Blog | Friday, November 16, 2012

Your life may depend on my diction


"This note was produced using [mega-brand] medical dictation software. While every effort has been made to insure accuracy, errors may still exist."

Really? What kind of doctor would admit in a medical chart to being too lazy or incompetent to produce an accurate record?

A lot of them. Dictations are easy to read if you are willing to confound legibility and accuracy. Dictation software is relatively cheap, and with the continued profusion of electronic health records (EHRs), dictation software allows the doctor's words to become immediately a part of the patient's chart, analogous to writing in a paper chart. In a paper chart, though I've never written a disclaimer warning of my own potential inaccuracy.

Doctors work in a safety-conscious environment on par with the best 19th century practices. If pilots worked like doctors, the sky would rain planes. Because as Americans we've chosen to maintain a medical culture reminiscent of pre-industrial guilds, with apprentices, journeymen and master craftsmen, medical quality is subject to the whims of individual patients and professionals.

EHRs are a tool that can be used to improve ourselves. Health care information entered into EHRs become potentially useful data. If I have 200 diabetic patients with paper charts, I have no easy way of seeing who is getting their yearly eye exams. If the data were entered into an EHR, I could easily produce a report that shows me the information, if I chose to.

Without agreed-upon ways to measure quality and share data, the EHR becomes a fancy toy, with amusing dictation errors. Many physicians have chosen to hold off on EHRs until their role in the system is more clear. The government and private insurers have stepped in to encourage EHR use. Medicare started by offering incentive payments which are being phased into penalties. Private insurers are demanding physicians provide them with reams of data, each company using its own data collection method. What each method has in common is the reliance on doctors to extract and report the data.

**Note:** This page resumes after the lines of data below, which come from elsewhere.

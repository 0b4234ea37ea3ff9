//! # unink
//!
//! Extraction of durable highlights from decoded handwritten-note
//! scenes captured on a pen-input tablet.
//!
//! A decoded scene is a per-page stream of typed blocks: pen strokes,
//! highlight glyphs, and typed text paragraphs. This library classifies
//! each block and turns a document into three kinds of artifacts:
//!
//! - **Text highlights**: selected text with its resolved color and the
//!   page's tags
//! - **Image highlights**: PNG crops of rectangular selections drawn
//!   over a reference document page
//! - **Drawing highlights**: standalone SVG renderings of free-form
//!   handwriting, with tool-specific physical ink models
//!
//! ## Quick Start
//!
//! ```no_run
//! use unink::{Extractor, SceneDocument};
//!
//! fn main() -> unink::Result<()> {
//!     let json = std::fs::read_to_string("scene.json")?;
//!     let doc: SceneDocument = serde_json::from_str(&json).map_err(unink::Error::from)?;
//!
//!     let highlights = Extractor::new().extract(&doc)?;
//!     for highlight in &highlights {
//!         println!("page {} block {}", highlight.page_index, highlight.block_index);
//!     }
//!     Ok(())
//! }
//! ```
//!
//! ## Features
//!
//! - **Pen physics**: eight tool families with reverse-engineered
//!   width/opacity/color dynamics
//! - **Canvas fitting**: iterative widening transform from tablet space
//!   into page space, optionally aligned to a rasterized reference page
//! - **In-memory artifacts**: the pipeline hands encoded bytes up the
//!   call chain; only the exporter touches the filesystem
//! - **Parallel pages**: pages are independent and processed with Rayon

pub mod color;
pub mod error;
pub mod extract;
pub mod geom;
pub mod model;
pub mod pen;
pub mod refdoc;
pub mod render;
pub mod transform;

// Re-export commonly used types
pub use color::{palette_color, resolve_color, Rgba};
pub use error::{Error, Result};
pub use extract::{ExtractOptions, Extractor, RunContext};
pub use model::{
    sort_highlights, Artifact, ArtifactKind, Block, Highlight, HighlightContent, InkItem,
    InkStroke, PageContext, ParagraphStyle, Point, SceneDocument, ScenePage, TextParagraph,
    TextRun, ZoomInfo, DRAWING_BLOCK_INDEX,
};
pub use pen::{Dynamics, Linecap, Pen, Tool};
pub use refdoc::{Raster, ReferenceDocument, WordBox};
pub use transform::Transform;

/// Extract every highlight in a document with default options and no
/// reference document.
///
/// # Example
///
/// ```no_run
/// use unink::SceneDocument;
///
/// let doc: SceneDocument = serde_json::from_str("{}").unwrap();
/// let highlights = unink::extract(&doc).unwrap();
/// println!("{} highlights", highlights.len());
/// ```
pub fn extract(doc: &SceneDocument) -> Result<Vec<Highlight>> {
    Extractor::new().extract(doc)
}

/// Extract with custom options.
///
/// # Example
///
/// ```no_run
/// use unink::{extract_with_options, ExtractOptions, SceneDocument};
///
/// let doc: SceneDocument = serde_json::from_str("{}").unwrap();
/// let options = ExtractOptions::new().with_cropping(false).sequential();
/// let highlights = extract_with_options(&doc, options).unwrap();
/// ```
pub fn extract_with_options(doc: &SceneDocument, options: ExtractOptions) -> Result<Vec<Highlight>> {
    Extractor::with_options(options).extract(doc)
}
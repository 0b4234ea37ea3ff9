//! Rendering: raster crops and the vector composer.

mod crop;
mod svg;

pub use crop::{crop_region, encode_png};
pub use svg::{compose_svg, Trace};
use std::io;

/// Why the reader rejected an archive. A `ParseError` never propagates past
/// the reader: it is folded into a sentinel [`crate::Archive`] with
/// `unpacked = false`, and the orchestrator prints it and moves to the next
/// file.
#[non_exhaustive]
#[derive(thiserror::Error, Debug)]
pub enum ParseError {
    #[error("archive too small to hold a header: {0} bytes")]
    TooSmall(usize),

    #[error("invalid magic read from header: {0:?}")]
    InvalidMagic([u8; 4]),

    #[error("invalid major version read from header: {0}")]
    InvalidMajorVersion(u32),

    #[error("invalid minor version read from header: {0}")]
    InvalidMinorVersion(u32),

    #[error("invalid index major version read from header: {0}")]
    InvalidIndexMajorVersion(u32),

    #[error("invalid index minor version read from header: {0}")]
    InvalidIndexMinorVersion(u32),

    #[error("index location {location} + size {size} exceeds file size {file_size}")]
    IndexOutOfBounds {
        location: u64,
        size: u64,
        file_size: u64,
    },

    #[error("hole index location {location} + size {size} exceeds file size {file_size}")]
    HoleIndexOutOfBounds {
        location: u64,
        size: u64,
        file_size: u64,
    },

    #[error("hole index entry count {count} disagrees with hole index size {size}")]
    HoleIndexSizeMismatch { count: u32, size: u32 },

    #[error("index entry count {count} does not fit within index size {size} at stride {stride}")]
    IndexSizeMismatch { count: u32, size: u32, stride: u32 },

    #[error("entry location {location} + size {size} exceeds file size {file_size}")]
    EntryOutOfBounds {
        location: u64,
        size: u64,
        file_size: u64,
    },

    #[error("compressed entry at location {location} is missing a valid RefPack framing header")]
    MissingFramingHeader { location: u64 },

    #[error("truncated read while parsing {what} at offset {offset}")]
    Truncated { what: &'static str, offset: usize },
}

/// Errors raised by the RefPack codec itself.
#[non_exhaustive]
#[derive(thiserror::Error, Debug)]
pub enum CodecError {
    #[error("refpack stream is corrupted: {reason}")]
    CorruptedStream { reason: &'static str },

    #[error("decompressed length {actual} does not match declared length {expected}")]
    LengthMismatch { expected: usize, actual: usize },
}

pub type ParseResult<T> = Result<T, ParseError>;
pub type CodecResult<T> = Result<T, CodecError>;

/// Errors raised while writing a new archive.
#[non_exhaustive]
#[derive(thiserror::Error, Debug)]
pub enum WriteError {
    #[error(transparent)]
    Codec(#[from] CodecError),

    #[error(transparent)]
    Io(#[from] io::Error),
}

pub type WriteResult<T> = Result<T, WriteError>;

/// Why the validator rejected a just-written archive.
#[non_exhaustive]
#[derive(thiserror::Error, Debug)]
pub enum ValidationError {
    #[error("rewritten archive failed to parse")]
    RewriteUnpacked,

    #[error("header bytes outside the index/hole-index fields changed")]
    HeaderChanged,

    #[error("expected exactly one signature hole of size 8, found {0}")]
    SignatureHoleCount(usize),

    #[error("signature hole reports file size {reported} but the file is {actual} bytes")]
    SignatureSizeMismatch { reported: u32, actual: u64 },

    #[error("entry count changed: {before} before, {after} after")]
    EntryCountChanged { before: usize, after: usize },

    #[error("entry {index} key changed")]
    EntryKeyChanged { index: usize },

    #[error("entry {index} CLST membership disagrees with its framing header")]
    ClstMembershipMismatch { index: usize },

    #[error("entry {index} uncompressed size in CLST ({clst}) disagrees with framing header ({framing})")]
    UncompressedSizeMismatch {
        index: usize,
        clst: u32,
        framing: u32,
    },

    #[error("entry {index} index-reported size ({index_size}) disagrees with framing header compressed size ({framing})")]
    CompressedSizeMismatch {
        index: usize,
        index_size: u32,
        framing: u32,
    },

    #[error("entry {index} compressed size {compressed} is not smaller than uncompressed size {uncompressed}")]
    NotSmaller {
        index: usize,
        compressed: u32,
        uncompressed: u32,
    },

    #[error("entry {index} decompressed payload differs from the source archive")]
    PayloadMismatch { index: usize },

    #[error(transparent)]
    Codec(#[from] CodecError),

    #[error(transparent)]
    Parse(#[from] ParseError),
}

pub type ValidationResult<T> = Result<T, ValidationError>;

/// Top-level per-archive error aggregating every stage, consumed by the
/// orchestrator's single `Result` per candidate file.
#[non_exhaustive]
#[derive(thiserror::Error, Debug)]
pub enum ArchiveError {
    #[error(transparent)]
    Parse(#[from] ParseError),

    #[error(transparent)]
    Write(#[from] WriteError),

    #[error(transparent)]
    Validation(#[from] ValidationError),

    #[error(transparent)]
    Io(#[from] io::Error),
}

pub type ArchiveResult<T> = Result<T, ArchiveError>;
//! The 9-byte RefPack framing header prefixed to every compressed payload:
//! `[compressedSize: u32 LE][0x10, 0xFB][uncompressedSize: u24 BE]`.

use crate::bitio::{read_u24_be, read_u32_le, write_u24_be, write_u32_le};
use crate::error::{CodecError, CodecResult};

pub const SIZE: usize = 9;
pub const SIGNATURE: [u8; 2] = [0x10, 0xFB];

#[must_use]
pub fn build(compressed_size: u32, uncompressed_size: u32) -> [u8; SIZE] {
    let mut buf = [0u8; SIZE];
    let mut pos = 0;
    write_u32_le(&mut buf, &mut pos, compressed_size);
    buf[pos] = SIGNATURE[0];
    buf[pos + 1] = SIGNATURE[1];
    pos += 2;
    write_u24_be(&mut buf, &mut pos, uncompressed_size);
    buf
}

/// Validates the signature bytes and returns `(compressedSize, uncompressedSize)`.
pub fn parse(buf: &[u8]) -> CodecResult<(u32, u32)> {
    if buf.len() < SIZE {
        return Err(CodecError::CorruptedStream {
            reason: "input shorter than the refpack framing header",
        });
    }
    let mut pos = 0;
    let compressed_size = read_u32_le(buf, &mut pos);
    if buf[pos..pos + 2] != SIGNATURE {
        return Err(CodecError::CorruptedStream {
            reason: "missing 0x10 0xFB refpack signature",
        });
    }
    pos += 2;
    let uncompressed_size = read_u24_be(buf, &mut pos);
    Ok((compressed_size, uncompressed_size))
}

#[cfg(test)]
mod tests {
    use super::{build, parse};

    #[test]
    fn round_trips() {
        let bytes = build(123, 4096);
        assert_eq!(parse(&bytes).unwrap(), (123, 4096));
    }

    #[test]
    fn rejects_bad_signature() {
        let mut bytes = build(123, 4096);
        bytes[4] = 0;
        assert!(parse(&bytes).is_err());
    }
}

Here's the basic conflict: Medical practice needs safety, accountability, and cost-effectiveness. We also need doctors and other providers to focus on patient care. Another lesson from the airline industry is that distraction kills. The role of doctors has until now been to take care of patients, spending time with them, listening, examining, following up on tests. When I look at my desk and see piles of (different) forms from each insurance company asking me to gather and submit data on all of their patients, data which as the payer they already have access to, I may just give up, allow myself to miss out on pay incentives (i.e. pay a penalty), and miss out on an opportunity to improve the quality of care I give.

The private sector has moved in to help fill this gap with companies such as WellCentive, which offers to help doctors to gather and report data. The general idea is that to improve the quality of medical care and to hold costs down for insurance companies, doctors will purchase EHRs, pay for their upkeep and the extra personnel and hardware, and for third parties such as WellCentive to gather and report the data, all to avoid the penalty of reduced payments, penalties that for many of us aren't nearly as onerous as the process of avoiding them.

We need to use information technology to help improve safety, costs, and quality of care. But to put the burden directly on the shoulders of doctors, distracting them from patient care, is insane. If we are serious about this, the market, red in tooth in claw, is not the only solution. Until we take a systemic, serious approach to safety, cost, and quality, we will continue to have nonsensical medical practices designed around forms and incentives rather than efficient, data-driven care.

Peter A. Lipson, ACP Member, is a practicing internist and teaching physician in Southeast Michigan. After graduating from Rush Medical College in Chicago, he completed his internal medicine residency at Northwestern Memorial Hospital. This post first appeared at his blog, White Coat Underground. The blog, which has been around in various forms since 2007, offers "musings on the intersection of science, medicine, and culture." His writing focuses on the difference between science-based medicine and "everything else," but also speaks to the day-to-day practice of medicine, fatherhood, and whatever else migrates from his head to his keyboard.